Keep it all in one place
Being a PTA/PTO board member is a lot easier when you know which PTA members, school leaders, or school administrators have helped out with fundraisers or other volunteer opportunities in the past.
Searching for contacts, current fundraisers, outside fundraisers, and who manages school merchandise delays being able to get to the business of supporting your child’s school and boosting parent engagement.
If you are the outgoing officer, gather information to pass on to your successor. In whatever form you have it—spreadsheets, paper lists, databases—gather it up, so the next person doesn’t have to start from scratch.
If this isn’t already digitized, taking care of that would be a great gift to the next person doing your job. Specialized apps can help manage your lists of people, activities, fundraisers, and school merchandise.
If you are an incoming volunteer, find out what information and tools you will have available. If the information isn’t consolidated into one place, now would be a great time to do that.
If you can keep track of contacts, fundraisers, school spirit gear, finances, and emails under one roof, it will save you hours in time and effort.
There are a lot of great options out there, but we are a fan of Give. However, always be sure to check out the fee structures of other fundraising tools as you search for ways to keep all your organization’s information under one roof.
And remember what we advised above—create anything new with a generic email address attached to your officer position. Doing so will save you from the pain of a crowded inbox and make a seamless transition for your successor.

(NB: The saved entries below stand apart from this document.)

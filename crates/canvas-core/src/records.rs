//! Dataset record contracts.
//!
//! Each dataset is a workbook export converted to a JSON array of row
//! objects. Column names are fixed; older exports with different headers
//! have to be renamed before they are fed in.
//!
//! OutSystems guarantees application and module names are unique within an
//! environment. When several environments are merged and a module shows up
//! twice, the first containment wins.

use serde::de::DeserializeOwned;
use serde::{Deserialize, Serialize};
use thiserror::Error;

/// `direction` value of the producing side of an integration.
pub const REST_EXPOSE: &str = "REST (Expose)";

/// `direction` value of a consuming side of an integration.
pub const REST_CONSUME: &str = "REST (Consume)";

/// Domain/application/module containment, optionally with an explicit sublayer.
#[derive(Debug, Clone, Default, PartialEq, Serialize, Deserialize)]
pub struct ApplicationGroupEntry {
    #[serde(rename = "Domain", default)]
    pub domain: Option<String>,
    #[serde(rename = "Application")]
    pub application: String,
    /// Free-text sublayer name, e.g. "Core Widgets".
    #[serde(rename = "Layer", default)]
    pub layer: Option<String>,
    #[serde(rename = "Module")]
    pub module: String,
}

/// One reference from a consumer module to a producer module.
#[derive(Debug, Clone, Default, PartialEq, Serialize, Deserialize)]
pub struct ConsumerProducerEntry {
    #[serde(rename = "Cons_Application")]
    pub cons_application: String,
    #[serde(rename = "Cons_Module")]
    pub cons_module: String,
    #[serde(rename = "Prod_Application")]
    pub prod_application: String,
    #[serde(rename = "Prod_Module")]
    pub prod_module: String,
    /// Name of the referenced element, e.g. `GetCustomers`.
    #[serde(rename = "Reference_Name")]
    pub reference_name: String,
    /// Kind of the referenced element, e.g. `Action`.
    #[serde(rename = "Reference_Kind")]
    pub reference_kind: String,
}

/// Which log an API-usage row came from.
#[derive(Debug, Clone, Copy, PartialEq, Eq, Hash, Serialize, Deserialize)]
pub enum LogType {
    /// Unregistered REST integrations.
    Integration,
    /// Registered service API calls.
    #[serde(rename = "ServiceAPI")]
    ServiceApi,
}

/// A row of dynamic API usage, summed over the export's time frame.
#[derive(Debug, Clone, PartialEq, Serialize, Deserialize)]
pub struct IntegrationServiceApiEntry {
    #[serde(rename = "ApplicationName")]
    pub application_name: String,
    #[serde(rename = "ModuleName")]
    pub module_name: String,
    #[serde(rename = "EndpointAndMethod")]
    pub endpoint_and_method: String,
    /// [`REST_EXPOSE`], [`REST_CONSUME`] or something we ignore.
    pub direction: String,
    pub logtype: LogType,
    #[serde(default)]
    pub count: u64,
}

impl IntegrationServiceApiEntry {
    pub fn is_producer(&self) -> bool {
        self.direction == REST_EXPOSE
    }

    pub fn is_consumer(&self) -> bool {
        self.direction == REST_CONSUME
    }
}

/// Size and element counts for one module.
#[derive(Debug, Clone, Default, PartialEq, Serialize, Deserialize)]
pub struct ModuleDetailsEntry {
    #[serde(rename = "ApplicationName")]
    pub application_name: String,
    #[serde(rename = "ModuleName")]
    pub module_name: String,
    #[serde(rename = "FileSizeKB", default)]
    pub file_size_kb: Option<f64>,
    #[serde(rename = "Count_Screens", default)]
    pub count_screens: Option<u64>,
    #[serde(rename = "Count_Entities", default)]
    pub count_entities: Option<u64>,
    #[serde(rename = "Count_PublicElements", default)]
    pub count_public_elements: Option<u64>,
    #[serde(rename = "Count_REST_Consumer", default)]
    pub count_rest_consumer: Option<u64>,
    #[serde(rename = "Count_REST_Producer", default)]
    pub count_rest_producer: Option<u64>,
}

/// Splits API-usage rows into (integration rows, service API rows).
pub fn split_by_log_type(
    entries: Vec<IntegrationServiceApiEntry>,
) -> (Vec<IntegrationServiceApiEntry>, Vec<IntegrationServiceApiEntry>) {
    entries
        .into_iter()
        .partition(|e| e.logtype == LogType::Integration)
}

/// A dataset export that could not be decoded.
#[derive(Error, Debug)]
#[error("Malformed {dataset} dataset: {source}")]
pub struct RecordError {
    pub dataset: &'static str,
    #[source]
    pub source: serde_json::Error,
}

/// Decodes a JSON array of dataset rows.
pub fn parse_records<T: DeserializeOwned>(
    dataset: &'static str,
    json: &str,
) -> Result<Vec<T>, RecordError> {
    serde_json::from_str(json).map_err(|source| RecordError { dataset, source })
}
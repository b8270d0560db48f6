//! Reference kinds and the dependency types they map to.
//!
//! Follows the OutSystems distinction between strong (compile-time), weak
//! (runtime) and entity dependencies.

use crate::error::{GraphError, Result};
use serde::{Deserialize, Serialize};

/// Kind of dependency a `calls` edge represents.
#[derive(Debug, Clone, Copy, PartialEq, Eq, Hash, PartialOrd, Ord, Serialize, Deserialize)]
#[serde(rename_all = "snake_case")]
pub enum DependencyType {
    CompileTime,
    Runtime,
    Entity,
}

impl DependencyType {
    pub fn as_str(&self) -> &'static str {
        match self {
            DependencyType::CompileTime => "compile_time",
            DependencyType::Runtime => "runtime",
            DependencyType::Entity => "entity",
        }
    }
}

impl std::fmt::Display for DependencyType {
    fn fmt(&self, f: &mut std::fmt::Formatter<'_>) -> std::fmt::Result {
        f.write_str(self.as_str())
    }
}

/// Reference kind used for edges created from the integration dataset.
pub const INTEGRATION_REFERENCE_KIND: &str = "Integration";

/// Maps a consumer/producer reference kind onto its dependency type.
pub fn dependency_type_for_kind(kind: &str) -> Result<DependencyType> {
    let dependency_type = match kind {
        "Action" | "ClientAction" | "WebBlock" | "Image" | "Script" | "Theme" | "Role"
        | "Resource" | "FlowExceptionHandlingFlow" | "Process" => DependencyType::CompileTime,
        "Entity" | "StaticEntity" | "ClientEntity" => DependencyType::Entity,
        // Integration never shows up in consumer/producer exports; the
        // integration dataset produces these edges itself.
        "Structure" | "WebScreen" | "ServiceAPIMethod" | INTEGRATION_REFERENCE_KIND => {
            DependencyType::Runtime
        }
        other => return Err(GraphError::UnknownReferenceKind(other.to_string())),
    };
    Ok(dependency_type)
}
//! Module dependency profiles.
//!
//! Classifies each module by whether it talks across its application
//! boundary, after Bouwers, van Deursen and Visser, "Dependency profiles
//! for software architecture evaluations" (ICSM 2011).

use crate::index::GraphIndex;
use canvas_core::{
    DependencyProfileCategory, Edge, GraphError, GraphLayer, Node, Result,
    UNCLASSIFIED_DOMAIN_NAME,
};
use std::collections::HashMap;

/// Containment level that defines a module's boundary.
const CONTAINMENT_LEVEL: GraphLayer = GraphLayer::Application;

/// Dependency profile calculator with a per-node ancestor cache.
pub struct DependencyProfiles<'g> {
    index: &'g GraphIndex<'g>,
    ancestors_cache: HashMap<&'g str, Vec<&'g Node>>,
}

impl<'g> DependencyProfiles<'g> {
    pub fn new(index: &'g GraphIndex<'g>) -> Self {
        Self {
            index,
            ancestors_cache: HashMap::new(),
        }
    }

    fn ancestors(&mut self, node: &'g Node) -> &[&'g Node] {
        let index = self.index;
        self.ancestors_cache
            .entry(node.id.as_str())
            .or_insert_with(|| index.ancestors(&node.id))
    }

    /// Nearest ancestor (or the node itself) in the given layer.
    fn containment_level_node(&mut self, node: &'g Node, level: GraphLayer) -> Result<&'g Node> {
        self.ancestors(node)
            .iter()
            .find(|n| n.is(level))
            .copied()
            .ok_or_else(|| GraphError::MissingAncestor {
                id: node.id.clone(),
                level: level.as_str(),
            })
    }

    /// Whether `neighbor` sits in another application of a classified domain.
    fn is_external(&mut self, neighbor: &'g Node, container: &Node) -> Result<bool> {
        let neighbor_container = self.containment_level_node(neighbor, CONTAINMENT_LEVEL)?;
        let domain = self.containment_level_node(neighbor, GraphLayer::Domain)?;
        Ok(domain.properties.simple_name != UNCLASSIFIED_DOMAIN_NAME
            && neighbor_container.id != container.id)
    }

    /// Computes the category of one module.
    pub fn classify(&mut self, module: &'g Node) -> Result<DependencyProfileCategory> {
        let container = self.containment_level_node(module, CONTAINMENT_LEVEL)?;

        let mut external_incoming = false;
        for caller in self.index.callers(&module.id) {
            external_incoming |= self.is_external(caller, container)?;
        }
        let mut external_outgoing = false;
        for callee in self.index.callees(&module.id) {
            external_outgoing |= self.is_external(callee, container)?;
        }

        Ok(match (external_incoming, external_outgoing) {
            (true, true) => DependencyProfileCategory::Transit,
            (true, false) => DependencyProfileCategory::Inbound,
            (false, true) => DependencyProfileCategory::Outbound,
            (false, false) => DependencyProfileCategory::Hidden,
        })
    }
}

/// Sets the dependency profile category of every module node.
pub fn find_dependency_profiles(nodes: &mut [Node], edges: &[Edge]) -> Result<()> {
    let categories = {
        let index = GraphIndex::new(nodes, edges);
        let mut profiles = DependencyProfiles::new(&index);
        let mut categories = Vec::new();
        for (i, node) in nodes.iter().enumerate() {
            if node.is(GraphLayer::Module) {
                categories.push((i, profiles.classify(node)?));
            }
        }
        categories
    };

    for (i, category) in categories {
        nodes[i].properties.dependency_profile_category = category;
    }
    Ok(())
}

#[cfg(test)]
mod tests {
    use super::*;
    use canvas_core::DependencyType;

    /// Sales holds CRM (api, web) and Shop (web); no_domain holds Legacy.
    fn landscape(calls: &[(&str, &str)]) -> (Vec<Node>, Vec<Edge>) {
        let nodes = vec![
            Node::domain(UNCLASSIFIED_DOMAIN_NAME).unwrap(),
            Node::domain("Sales").unwrap(),
            Node::application("CRM").unwrap(),
            Node::application("Shop").unwrap(),
            Node::application("Legacy").unwrap(),
            Node::module("CRM", "api").unwrap(),
            Node::module("CRM", "web").unwrap(),
            Node::module("Shop", "web").unwrap(),
            Node::module("Legacy", "core").unwrap(),
        ];
        let mut edges = vec![
            Edge::contains("D_Sales", "A_CRM"),
            Edge::contains("D_Sales", "A_Shop"),
            Edge::contains("D_no_domain", "A_Legacy"),
            Edge::contains("A_CRM", "A_CRM__M_api"),
            Edge::contains("A_CRM", "A_CRM__M_web"),
            Edge::contains("A_Shop", "A_Shop__M_web"),
            Edge::contains("A_Legacy", "A_Legacy__M_core"),
        ];
        for (s, t) in calls {
            edges.push(Edge::calls(s, t, "Action", "Run", DependencyType::CompileTime, None));
        }
        (nodes, edges)
    }

    fn category(nodes: &[Node], id: &str) -> DependencyProfileCategory {
        nodes
            .iter()
            .find(|n| n.id == id)
            .unwrap()
            .properties
            .dependency_profile_category
    }

    #[test]
    fn test_categories() {
        let (mut nodes, edges) = landscape(&[
            ("A_Shop__M_web", "A_CRM__M_api"),
            ("A_CRM__M_api", "A_Shop__M_web"),
            ("A_CRM__M_web", "A_CRM__M_api"),
        ]);
        find_dependency_profiles(&mut nodes, &edges).unwrap();

        assert_eq!(category(&nodes, "A_CRM__M_api"), DependencyProfileCategory::Transit);
        assert_eq!(category(&nodes, "A_Shop__M_web"), DependencyProfileCategory::Transit);
        assert_eq!(category(&nodes, "A_CRM__M_web"), DependencyProfileCategory::Hidden);
        assert_eq!(category(&nodes, "D_Sales"), DependencyProfileCategory::None);
    }

    #[test]
    fn test_inbound_and_outbound() {
        let (mut nodes, edges) = landscape(&[("A_Shop__M_web", "A_CRM__M_api")]);
        find_dependency_profiles(&mut nodes, &edges).unwrap();

        assert_eq!(category(&nodes, "A_CRM__M_api"), DependencyProfileCategory::Inbound);
        assert_eq!(category(&nodes, "A_Shop__M_web"), DependencyProfileCategory::Outbound);
    }

    #[test]
    fn test_unclassified_neighbours_are_internal() {
        let (mut nodes, edges) = landscape(&[
            ("A_Legacy__M_core", "A_CRM__M_api"),
            ("A_CRM__M_api", "A_CRM__M_api"),
        ]);
        find_dependency_profiles(&mut nodes, &edges).unwrap();

        assert_eq!(category(&nodes, "A_CRM__M_api"), DependencyProfileCategory::Hidden);
        // Legacy's neighbour is classified, so Legacy still calls out.
        assert_eq!(category(&nodes, "A_Legacy__M_core"), DependencyProfileCategory::Outbound);
    }

    #[test]
    fn test_missing_domain_fails() {
        let (mut nodes, mut edges) = landscape(&[("A_Shop__M_web", "A_CRM__M_api")]);
        edges.retain(|e| e.id != "D_Sales__A_Shop");
        let err = find_dependency_profiles(&mut nodes, &edges).unwrap_err();
        assert_eq!(
            err,
            GraphError::MissingAncestor {
                id: "A_Shop__M_web".to_string(),
                level: "Domain",
            }
        );
    }
}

Haller started a shared drive with information about each position and “encouraged each board member to add a list of their responsibilities so that we can have continuity.”
Engaging families in multiligual districts
If you live in a culturally rich district, odds are English won’t be the first language of many of your students and their families. There are some great ways to ensure everyone is included.
The National PTA has Spanish resources geared toward student potential and PTA membership in the school community.
You still need help communicating reminders for parent-teacher conferences, teacher appreciation week, and other activities to raise family and community involvement.
One solution is a school-communication app with automated two-way translation in many languages. All notifications, posts, and direct messages are automatically translated into whatever language the person has set as their default language with the right app. Having two-way translation with no extra steps is a time saver for all.
See an example of English to Spanish translation in a school-home communication.
Thank you so much for devoting your time and talents to your local school and community. We see the work you put in, and we know your students, families, districts, and communities see and appreciate it, too.